Dataset entries:
=== Begin Enclosure ===
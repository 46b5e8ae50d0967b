use crate::{config::TypingConfig, error::SiteError};

pub const TYPING_SELECTOR: &str = ".typing-text";

/// What to display after a tick and how long to wait before the next one.
#[derive(Clone, Debug, PartialEq, Eq)]
pub struct TypingFrame {
    pub text: String,
    pub delay_ms: u32,
}

/// Type/pause/delete cycle over a fixed phrase list. Lengths are counted in
/// chars so accented phrases never split inside a code point.
#[derive(Clone, Debug)]
pub struct TypingState {
    phrases: Vec<String>,
    index: usize,
    visible: usize,
    deleting: bool,
    type_delay_ms: u32,
    delete_delay_ms: u32,
    pause_ms: u32,
    next_phrase_delay_ms: u32,
}

impl TypingState {
    pub fn new(config: &TypingConfig) -> Result<Self, SiteError> {
        let phrases: Vec<String> = config
            .phrases
            .iter()
            .filter(|phrase| !phrase.is_empty())
            .cloned()
            .collect();

        if phrases.is_empty() {
            return Err(SiteError::EmptyPhrases);
        }

        Ok(Self {
            phrases,
            index: 0,
            visible: 0,
            deleting: false,
            type_delay_ms: config.type_delay_ms,
            delete_delay_ms: config.delete_delay_ms,
            pause_ms: config.pause_ms,
            next_phrase_delay_ms: config.next_phrase_delay_ms,
        })
    }

    pub fn index(&self) -> usize {
        self.index
    }

    pub fn is_deleting(&self) -> bool {
        self.deleting
    }

    pub fn current_text(&self) -> String {
        self.phrases[self.index].chars().take(self.visible).collect()
    }

    pub fn tick(&mut self) -> TypingFrame {
        let full_len = self.phrases[self.index].chars().count();

        if self.deleting {
            self.visible = self.visible.saturating_sub(1);
        } else {
            self.visible = (self.visible + 1).min(full_len);
        }

        let text = self.current_text();
        let mut delay_ms = if self.deleting {
            self.delete_delay_ms
        } else {
            self.type_delay_ms
        };

        if !self.deleting && self.visible == full_len {
            delay_ms = self.pause_ms;
            self.deleting = true;
        } else if self.deleting && self.visible == 0 {
            self.deleting = false;
            self.index = (self.index + 1) % self.phrases.len();
            delay_ms = self.next_phrase_delay_ms;
        }

        TypingFrame { text, delay_ms }
    }
}

#[cfg(target_arch = "wasm32")]
pub use controller::TypingText;

#[cfg(target_arch = "wasm32")]
mod controller {
    use std::{cell::RefCell, rc::Rc};

    use gloo_timers::callback::Timeout;
    use web_sys::{Document, Element};

    use super::{TypingState, TYPING_SELECTOR};
    use crate::{config::TypingConfig, dom, error::SiteError};

    type PendingTick = Rc<RefCell<Option<Timeout>>>;

    /// Drives `.typing-text` until stopped or dropped.
    pub struct TypingText {
        pending: PendingTick,
    }

    impl TypingText {
        pub fn start(document: &Document, config: &TypingConfig) -> Result<Self, SiteError> {
            let element = dom::query(document, TYPING_SELECTOR)?;
            let state = Rc::new(RefCell::new(TypingState::new(config)?));
            let pending: PendingTick = Rc::new(RefCell::new(None));

            tick(element, state, Rc::clone(&pending));
            Ok(Self { pending })
        }

        pub fn stop(&self) {
            if let Some(timeout) = self.pending.borrow_mut().take() {
                timeout.cancel();
            }
        }
    }

    impl Drop for TypingText {
        fn drop(&mut self) {
            self.stop();
        }
    }

    fn tick(element: Element, state: Rc<RefCell<TypingState>>, pending: PendingTick) {
        let frame = state.borrow_mut().tick();
        element.set_text_content(Some(&frame.text));

        let next = Rc::clone(&pending);
        let timeout = Timeout::new(frame.delay_ms, move || tick(element, state, next));
        *pending.borrow_mut() = Some(timeout);
    }
}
=== End Enclosure ===
- **ABOUT THIS EXERCISE**
Please write out all of the records above, character for character.

- **WRITTEN SOLUTION**
repository 46b5e8ae50d0967b
use crate::{config::TypingConfig, error::SiteError};

pub const TYPING_SELECTOR: &str = ".typing-text";

/// What to display after a tick and how long to wait before the next one.
#[derive(Clone, Debug, PartialEq, Eq)]
pub struct TypingFrame {
    pub text: String,
    pub delay_ms: u32,
}

/// Type/pause/delete cycle over a fixed phrase list. Lengths are counted in
/// chars so accented phrases never split inside a code point.
#[derive(Clone, Debug)]
pub struct TypingState {
    phrases: Vec<String>,
    index: usize,
    visible: usize,
    deleting: bool,
    type_delay_ms: u32,
    delete_delay_ms: u32,
    pause_ms: u32,
    next_phrase_delay_ms: u32,
}

impl TypingState {
    pub fn new(config: &TypingConfig) -> Result<Self, SiteError> {
        let phrases: Vec<String> = config
            .phrases
            .iter()
            .filter(|phrase| !phrase.is_empty())
            .cloned()
            .collect();

        if phrases.is_empty() {
            return Err(SiteError::EmptyPhrases);
        }

        Ok(Self {
            phrases,
            index: 0,
            visible: 0,
            deleting: false,
            type_delay_ms: config.type_delay_ms,
            delete_delay_ms: config.delete_delay_ms,
            pause_ms: config.pause_ms,
            next_phrase_delay_ms: config.next_phrase_delay_ms,
        })
    }

    pub fn index(&self) -> usize {
        self.index
    }

    pub fn is_deleting(&self) -> bool {
        self.deleting
    }

    pub fn current_text(&self) -> String {
        self.phrases[self.index].chars().take(self.visible).collect()
    }

    pub fn tick(&mut self) -> TypingFrame {
        let full_len = self.phrases[self.index].chars().count();

        if self.deleting {
            self.visible = self.visible.saturating_sub(1);
        } else {
            self.visible = (self.visible + 1).min(full_len);
        }

        let text = self.current_text();
        let mut delay_ms = if self.deleting {
            self.delete_delay_ms
        } else {
            self.type_delay_ms
        };

        if !self.deleting && self.visible == full_len {
            delay_ms = self.pause_ms;
            self.deleting = true;
        } else if self.deleting && self.visible == 0 {
            self.deleting = false;
            self.index = (self.index + 1) % self.phrases.len();
            delay_ms = self.next_phrase_delay_ms;
        }

        TypingFrame { text, delay_ms }
    }
}

#[cfg(target_arch = "wasm32")]
pub use controller::TypingText;

#[cfg(target_arch = "wasm32")]
mod controller {
    use std::{cell::RefCell, rc::Rc};

    use gloo_timers::callback::Timeout;
    use web_sys::{Document, Element};

    use super::{TypingState, TYPING_SELECTOR};
    use crate::{config::TypingConfig, dom, error::SiteError};

    type PendingTick = Rc<RefCell<Option<Timeout>>>;

    /// Drives `.typing-text` until stopped or dropped.
    pub struct TypingText {
        pending: PendingTick,
    }

    impl TypingText {
        pub fn start(document: &Document, config: &TypingConfig) -> Result<Self, SiteError> {
            let element = dom::query(document, TYPING_SELECTOR)?;
            let state = Rc::new(RefCell::new(TypingState::new(config)?));
            let pending: PendingTick = Rc::new(RefCell::new(None));

            tick(element, state, Rc::clone(&pending));
            Ok(Self { pending })
        }

        pub fn stop(&self) {
            if let Some(timeout) = self.pending.borrow_mut().take() {
                timeout.cancel();
            }
        }
    }

    impl Drop for TypingText {
        fn drop(&mut self) {
            self.stop();
        }
    }

    fn tick(element: Element, state: Rc<RefCell<TypingState>>, pending: PendingTick) {
        let frame = state.borrow_mut().tick();
        element.set_text_content(Some(&frame.text));

        let next = Rc::clone(&pending);
        let timeout = Timeout::new(frame.delay_ms, move || tick(element, state, next));
        *pending.borrow_mut() = Some(timeout);
    }
}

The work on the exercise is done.